Source data:

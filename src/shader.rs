//! WGSL programs for the simulation stages and the particle renderer.
//!
//! The stage programs are stored without their shared helpers; use
//! [`velocity_source`] and [`position_source`] to get compilable modules.
//! Every program is validated with naga before it reaches wgpu so that a
//! broken kernel fails startup with a readable [`ShaderError`] instead of a
//! device-lost panic later.

use naga::front::wgsl;
use naga::valid::{Capabilities, ValidationFlags, Validator};

use crate::error::ShaderError;
use crate::graph::VariableKind;

/// Velocity stage body.
pub const VELOCITY_WGSL: &str = include_str!("shaders/velocity.wgsl");
/// Position stage body.
pub const POSITION_WGSL: &str = include_str!("shaders/position.wgsl");
/// Point-sprite render program.
pub const PARTICLES_WGSL: &str = include_str!("shaders/particles.wgsl");

/// Helpers prepended to both stage programs.
///
/// - `hash(n: u32) -> u32` - integer hash, identical to [`crate::kernels::hash`]
/// - `rand(seed: u32) -> f32` - hash to `[0, 1]`
/// - `wrap_texel(p, dims) -> vec2<i32>` - toroidal texel addressing
pub const COMMON_WGSL: &str = r#"
fn hash(n: u32) -> u32 {
    var x = n;
    x = x ^ (x >> 17u);
    x = x * 0xed5ad4bbu;
    x = x ^ (x >> 11u);
    x = x * 0xac4c1b51u;
    x = x ^ (x >> 15u);
    x = x * 0x31848babu;
    x = x ^ (x >> 14u);
    return x;
}

fn rand(seed: u32) -> f32 {
    return f32(hash(seed)) / 4294967295.0;
}

fn wrap_texel(p: vec2<i32>, dims: vec2<i32>) -> vec2<i32> {
    return ((p % dims) + dims) % dims;
}
"#;

/// Complete velocity stage module.
pub fn velocity_source() -> String {
    format!("{COMMON_WGSL}\n{VELOCITY_WGSL}")
}

/// Complete position stage module.
pub fn position_source() -> String {
    format!("{COMMON_WGSL}\n{POSITION_WGSL}")
}

/// Complete module for a simulation variable.
pub fn stage_source(kind: VariableKind) -> String {
    match kind {
        VariableKind::Velocity => velocity_source(),
        VariableKind::Position => position_source(),
    }
}

/// Parse and validate a WGSL module.
pub fn validate(source: &str, stage: &'static str) -> Result<(), ShaderError> {
    let module = wgsl::parse_str(source).map_err(|err| ShaderError {
        stage,
        message: err.emit_to_string(source),
    })?;

    let mut validator = Validator::new(ValidationFlags::all(), Capabilities::all());
    validator.validate(&module).map_err(|err| ShaderError {
        stage,
        message: format!("{}", err),
    })?;

    Ok(())
}

#[cfg(test)]
mod tests {
    use super::*;

    #[test]
    fn test_velocity_program_validates() {
        validate(&velocity_source(), "velocity").unwrap();
    }

    #[test]
    fn test_position_program_validates() {
        validate(&position_source(), "position").unwrap();
    }

    #[test]
    fn test_stage_source_matches_variable() {
        for kind in VariableKind::ORDER {
            let source = stage_source(kind);
            assert!(source.contains("fn wrap_texel"));
            validate(&source, kind.name()).unwrap();
        }
        assert_eq!(stage_source(VariableKind::Velocity), velocity_source());
        assert_eq!(stage_source(VariableKind::Position), position_source());
    }

    #[test]
    fn test_render_program_validates() {
        validate(PARTICLES_WGSL, "render").unwrap();
    }

    #[test]
    fn test_stage_body_alone_is_rejected() {
        // Without the shared helpers `wrap_texel` is undefined.
        let err = validate(VELOCITY_WGSL, "velocity").unwrap_err();
        assert_eq!(err.stage, "velocity");
        assert!(!err.message.is_empty());
    }

    #[test]
    fn test_syntax_error_is_reported() {
        let err = validate("fn main( {", "broken").unwrap_err();
        assert!(err.to_string().starts_with("broken shader error"));
    }
}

Work instruction: Your answer should be a single number: the count of lines in the entries that contain the word "ShaderError".

Response to the task: 5